What are latest technological advancements in this domain?
There is a thrust on more and more automation in the West. Whatever we are doing in IVDs on the clinical side should be standardised, uniform, the results should be reproducible and accurate (as near to the actual value). People in the west have moved from technician-based structure to automation and we see this trend coming to India as well. There is some amount of semi-automation that came up about two decades back, now we see more automated machines coming in. People want a single link or control over all the equipments. There is a surge in point of care testing though the equipments and reagents used require stringent quality control. Not many people are aware that they have to carry out quality checks. Also, faster and diagnostic tests are being sought to lessen the burden of prolonged stay.
What are your views on industry regulatory requirements?

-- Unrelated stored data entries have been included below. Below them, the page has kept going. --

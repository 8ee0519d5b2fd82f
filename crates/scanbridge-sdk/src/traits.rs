//! Vendor SDK trait definitions.
//!
//! These traits establish the contract between the adapters and the two
//! vendor SDK handles. They mirror the vendor surface the bridge consumes:
//! nothing here is reimplemented hardware behavior, only the call shape the
//! adapters forward into.
//!
//! Methods are declared as `impl Future + Send` rather than `async fn` so
//! the adapters' event loops and the bridge actor can run on spawned tasks;
//! implementations still write plain `async fn`.

use bytes::Bytes;
use tokio::sync::mpsc;

use scanbridge_core::{ReaderDescriptor, Result, ScannerDescriptor, TagRead};

/// Transport mode for the scanner SDK handle.
///
/// The adapter enables both modes so scanners are discoverable over
/// Bluetooth and USB CDC simultaneously.
#[derive(Debug, Clone, Copy, PartialEq, Eq)]
#[non_exhaustive]
pub enum TransportMode {
    /// Bluetooth in the vendor's normal operational mode.
    BluetoothNormal,

    /// USB CDC (communications device class).
    UsbCdc,
}

/// Bitmask of scanner SDK event categories to subscribe to.
///
/// Composes with `|` the way the vendor's notification mask does.
///
/// # Examples
///
/// ```
/// use scanbridge_sdk::ScannerEventMask;
///
/// let mask = ScannerEventMask::APPEARANCE | ScannerEventMask::BARCODE;
/// assert!(mask.contains(ScannerEventMask::BARCODE));
/// assert!(!mask.contains(ScannerEventMask::SESSION_TERMINATION));
/// ```
#[derive(Debug, Clone, Copy, PartialEq, Eq, Default)]
pub struct ScannerEventMask(u32);

impl ScannerEventMask {
    /// No event categories.
    pub const EMPTY: Self = Self(0);

    /// A scanner became discoverable.
    pub const APPEARANCE: Self = Self(1 << 0);

    /// A scanner is no longer discoverable.
    pub const DISAPPEARANCE: Self = Self(1 << 1);

    /// A communication session was established.
    pub const SESSION_ESTABLISHMENT: Self = Self(1 << 2);

    /// A communication session was terminated.
    pub const SESSION_TERMINATION: Self = Self(1 << 3);

    /// A barcode was decoded.
    pub const BARCODE: Self = Self(1 << 4);

    /// Every category the adapter subscribes to.
    pub const ALL: Self = Self(0b1_1111);

    /// Check whether every bit of `other` is set in this mask.
    pub fn contains(self, other: Self) -> bool {
        self.0 & other.0 == other.0
    }

    /// Raw bitmask value as handed to the vendor SDK.
    pub fn bits(self) -> u32 {
        self.0
    }
}

impl std::ops::BitOr for ScannerEventMask {
    type Output = Self;

    fn bitor(self, rhs: Self) -> Self {
        Self(self.0 | rhs.0)
    }
}

impl std::ops::BitOrAssign for ScannerEventMask {
    fn bitor_assign(&mut self, rhs: Self) {
        self.0 |= rhs.0;
    }
}

/// Result code of a vendor session request.
#[derive(Debug, Clone, Copy, PartialEq, Eq)]
pub enum SdkStatus {
    /// The request succeeded.
    Success,

    /// The request was rejected or failed.
    Failure,
}

impl SdkStatus {
    /// True for [`SdkStatus::Success`].
    pub fn is_success(self) -> bool {
        matches!(self, Self::Success)
    }
}

/// Event delivered by the scanner SDK after subscription.
#[derive(Debug, Clone, PartialEq, Eq)]
#[non_exhaustive]
pub enum ScannerSdkEvent {
    /// A scanner became discoverable.
    ScannerAppeared(ScannerDescriptor),

    /// The scanner with this identifier is no longer discoverable.
    ScannerDisappeared(u32),

    /// A session with this scanner was established.
    SessionEstablished(u32),

    /// The session with this scanner was terminated.
    SessionTerminated(u32),

    /// Raw decoded-barcode bytes from an active session.
    Barcode {
        /// Scanner the decode came from.
        scanner_id: u32,

        /// Raw bytes exactly as the vendor delivered them.
        data: Bytes,
    },
}

/// Barcode scanner SDK handle.
///
/// Wraps the vendor's scanner-control SDK: transport configuration, event
/// subscription, enumeration, and session establishment by numeric scanner
/// identifier.
pub trait ScannerSdk: Send {
    /// Enable an operational transport mode.
    ///
    /// # Errors
    ///
    /// Returns an error if the SDK rejects the mode change.
    fn set_operational_mode(&mut self, mode: TransportMode)
    -> impl Future<Output = Result<()>> + Send;

    /// Subscribe to the given event categories.
    ///
    /// Returns the receiver that replaces the vendor's delegate callbacks.
    /// Subscribing again replaces the previous delegate; dropping the
    /// receiver is equivalent to removing it.
    ///
    /// # Errors
    ///
    /// Returns an error if the SDK rejects the subscription.
    fn subscribe_events(
        &mut self,
        mask: ScannerEventMask,
    ) -> impl Future<Output = Result<mpsc::Receiver<ScannerSdkEvent>>> + Send;

    /// Enable or disable automatic detection of available scanners.
    ///
    /// # Errors
    ///
    /// Returns an error if the SDK rejects the change.
    fn enable_scanner_detection(&mut self, enabled: bool)
    -> impl Future<Output = Result<()>> + Send;

    /// Enumerate currently discoverable scanners.
    ///
    /// # Errors
    ///
    /// Returns an error if the vendor enumeration fails.
    fn available_scanners(&mut self) -> impl Future<Output = Result<Vec<ScannerDescriptor>>> + Send;

    /// Request a communication session with a scanner.
    ///
    /// # Errors
    ///
    /// Returns an error if the SDK call itself fails; a rejected request is
    /// reported through [`SdkStatus::Failure`] instead.
    fn establish_session(&mut self, scanner_id: u32)
    -> impl Future<Output = Result<SdkStatus>> + Send;

    /// Terminate the communication session with a scanner.
    ///
    /// # Errors
    ///
    /// Returns an error if the SDK rejects the termination.
    fn terminate_session(&mut self, scanner_id: u32) -> impl Future<Output = Result<()>> + Send;
}

/// Start/stop trigger type for reader configuration.
#[derive(Debug, Clone, Copy, PartialEq, Eq)]
#[non_exhaustive]
pub enum TriggerKind {
    /// Start or stop immediately on the corresponding command.
    Immediate,

    /// Follow the hardware trigger button.
    Handheld,

    /// Periodic trigger with the given period.
    Periodic {
        /// Trigger period in milliseconds.
        period_ms: u32,
    },
}

/// Reader event and trigger configuration.
///
/// The adapter always applies [`ReaderConfig::default`]: immediate start and
/// stop triggers, hardware-trigger and tag-read notifications enabled, and
/// tag data detached from read events (tags are pulled separately through
/// [`InventoryActions::pull_tags`]).
#[derive(Debug, Clone, Copy, PartialEq, Eq)]
pub struct ReaderConfig {
    /// Inventory start trigger.
    pub start_trigger: TriggerKind,

    /// Inventory stop trigger.
    pub stop_trigger: TriggerKind,

    /// Deliver hardware trigger press/release notifications.
    pub handheld_events: bool,

    /// Deliver tag-read notifications.
    pub tag_read_events: bool,

    /// Attach tag payloads to read notifications instead of requiring a
    /// separate pull.
    pub attach_tag_data: bool,
}

impl Default for ReaderConfig {
    fn default() -> Self {
        Self {
            start_trigger: TriggerKind::Immediate,
            stop_trigger: TriggerKind::Immediate,
            handheld_events: true,
            tag_read_events: true,
            attach_tag_data: false,
        }
    }
}

/// Event delivered by the RFID SDK after configuration.
#[derive(Debug, Clone, Copy, PartialEq, Eq)]
#[non_exhaustive]
pub enum RfidSdkEvent {
    /// The hardware trigger was pressed.
    TriggerPressed,

    /// The hardware trigger was released.
    TriggerReleased,

    /// Tag reads are pending and can be pulled.
    ReadNotify,
}

/// Inventory control and tag retrieval handle.
///
/// Cloneable so background tasks can issue inventory commands while the
/// adapter keeps the main [`RfidSdk`] handle. Mirrors the vendor's actions
/// object hanging off the reader handle.
pub trait InventoryActions: Clone + Send + 'static {
    /// Start an inventory pass.
    ///
    /// # Errors
    ///
    /// Returns an error if the reader rejects the command.
    fn start_inventory(&mut self) -> impl Future<Output = Result<()>> + Send;

    /// Stop the running inventory pass.
    ///
    /// # Errors
    ///
    /// Returns an error if the reader rejects the command.
    fn stop_inventory(&mut self) -> impl Future<Output = Result<()>> + Send;

    /// Pull up to `max` pending tag reads.
    ///
    /// Reads are returned in vendor delivery order. A tag accessed across
    /// several memory banks appears once per bank.
    ///
    /// # Errors
    ///
    /// Returns an error if retrieval fails.
    fn pull_tags(&mut self, max: usize) -> impl Future<Output = Result<Vec<TagRead>>> + Send;
}

/// RFID reader SDK handle, scoped to all transports.
///
/// Wraps the vendor's readers-collection plus the currently selected reader:
/// enumeration, connection by name, configuration, inventory actions, and
/// disposal.
pub trait RfidSdk: Send {
    /// Inventory actions handle type for this SDK.
    type Actions: InventoryActions;

    /// Enumerate currently available readers.
    ///
    /// # Errors
    ///
    /// Returns an error if the vendor enumeration fails.
    fn available_readers(&mut self) -> impl Future<Output = Result<Vec<ReaderDescriptor>>> + Send;

    /// Connect to the reader with this name.
    ///
    /// # Errors
    ///
    /// Returns an error if no such reader exists or the connection fails.
    fn connect(&mut self, name: &str) -> impl Future<Output = Result<()>> + Send;

    /// Apply reader configuration and begin event delivery.
    ///
    /// Returns the receiver that replaces the vendor's events listener.
    /// Reconfiguring replaces the previous listener; dropping the receiver
    /// is equivalent to removing it.
    ///
    /// # Errors
    ///
    /// Returns an error if no reader is connected or the reader rejects the
    /// configuration.
    fn configure(
        &mut self,
        config: ReaderConfig,
    ) -> impl Future<Output = Result<mpsc::Receiver<RfidSdkEvent>>> + Send;

    /// Inventory actions handle for the connected reader.
    fn actions(&self) -> Self::Actions;

    /// Disconnect from the current reader.
    ///
    /// # Errors
    ///
    /// Returns an error if the SDK reports a disconnect failure.
    fn disconnect(&mut self) -> impl Future<Output = Result<()>> + Send;

    /// Dispose the reader and readers-collection handles.
    ///
    /// # Errors
    ///
    /// Returns an error if disposal fails.
    fn dispose(&mut self) -> impl Future<Output = Result<()>> + Send;
}
//! Error types for bridge operations.
//!
//! The adapter layer keeps a "best effort, never throw past the adapter
//! boundary" policy: these errors circulate between the SDK seams and the
//! adapters, where they are logged and converted into empty lists or boolean
//! results before anything reaches the host application.

/// Result type alias for bridge operations.
pub type Result<T> = std::result::Result<T, BridgeError>;

/// Errors that can occur while driving the vendor SDKs.
#[derive(Debug, thiserror::Error)]
pub enum BridgeError {
    /// Device enumeration failed inside the vendor SDK.
    #[error("Enumeration failed: {message}")]
    Enumeration { message: String },

    /// A communication session could not be established.
    #[error("Session failed for device {device}: {message}")]
    SessionFailed { device: String, message: String },

    /// The named device is not connected or was never discovered.
    #[error("Device not connected: {device}")]
    NotConnected { device: String },

    /// Reader configuration was rejected by the SDK.
    #[error("Configuration error: {message}")]
    Configuration { message: String },

    /// An inventory start/stop or tag pull failed.
    #[error("Inventory error: {message}")]
    Inventory { message: String },

    /// Teardown of a reader or session handle failed.
    #[error("Teardown error: {message}")]
    Teardown { message: String },

    /// The event channel to the host or from the SDK is closed.
    #[error("Event channel closed: {channel}")]
    ChannelClosed { channel: String },

    /// Generic I/O error.
    #[error("I/O error: {0}")]
    Io(#[from] std::io::Error),
}

impl BridgeError {
    /// Create a new enumeration error.
    pub fn enumeration(message: impl Into<String>) -> Self {
        Self::Enumeration {
            message: message.into(),
        }
    }

    /// Create a new session failure error.
    pub fn session_failed(device: impl Into<String>, message: impl Into<String>) -> Self {
        Self::SessionFailed {
            device: device.into(),
            message: message.into(),
        }
    }

    /// Create a new not-connected error.
    pub fn not_connected(device: impl Into<String>) -> Self {
        Self::NotConnected {
            device: device.into(),
        }
    }

    /// Create a new configuration error.
    pub fn configuration(message: impl Into<String>) -> Self {
        Self::Configuration {
            message: message.into(),
        }
    }

    /// Create a new inventory error.
    pub fn inventory(message: impl Into<String>) -> Self {
        Self::Inventory {
            message: message.into(),
        }
    }

    /// Create a new teardown error.
    pub fn teardown(message: impl Into<String>) -> Self {
        Self::Teardown {
            message: message.into(),
        }
    }

    /// Create a new channel-closed error.
    pub fn channel_closed(channel: impl Into<String>) -> Self {
        Self::ChannelClosed {
            channel: channel.into(),
        }
    }
}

There is the mushrooming of many laboratories at every nook and corner of a city and these labs do tests at a minimal cost. Majority of the cost is incurred on running IVD tests on strict protocols, though it won’t come at lower price for the patients. The standardised labs cannot perform tests below a certain price which is their incurring cost. There is a large population which even if can afford, would opt for a lab with lower price. Here the regulatory can help in a way that every new lab which opens its operation should be registered. It should be told to follow a base minimum a quality programme. Labs should be encouraged to undergo National accreditation (NABL) that would improve quality tremendously. There are many public sector units which say that they would ask their employees to get themselves or their beneficiaries to get tested only by accredited labs. Such riders are important to encourage labs to undergo the accreditation process. Thus, accreditation should be a voluntary effort with some kind of incentivisation.
Where are we lacking?
The basic challenge is that we are not manufacturing our own kits. We are not customized to Indian healthcare, Indian genetic makeup and Indian biochemical parameters. Today, we use reference range which has been set by West. The country lacks trained manpower who can work on imported IVDs. Most of our distribution systems are not tuned to keeping the same parameters which are required for the storage or transportation of IVD kits.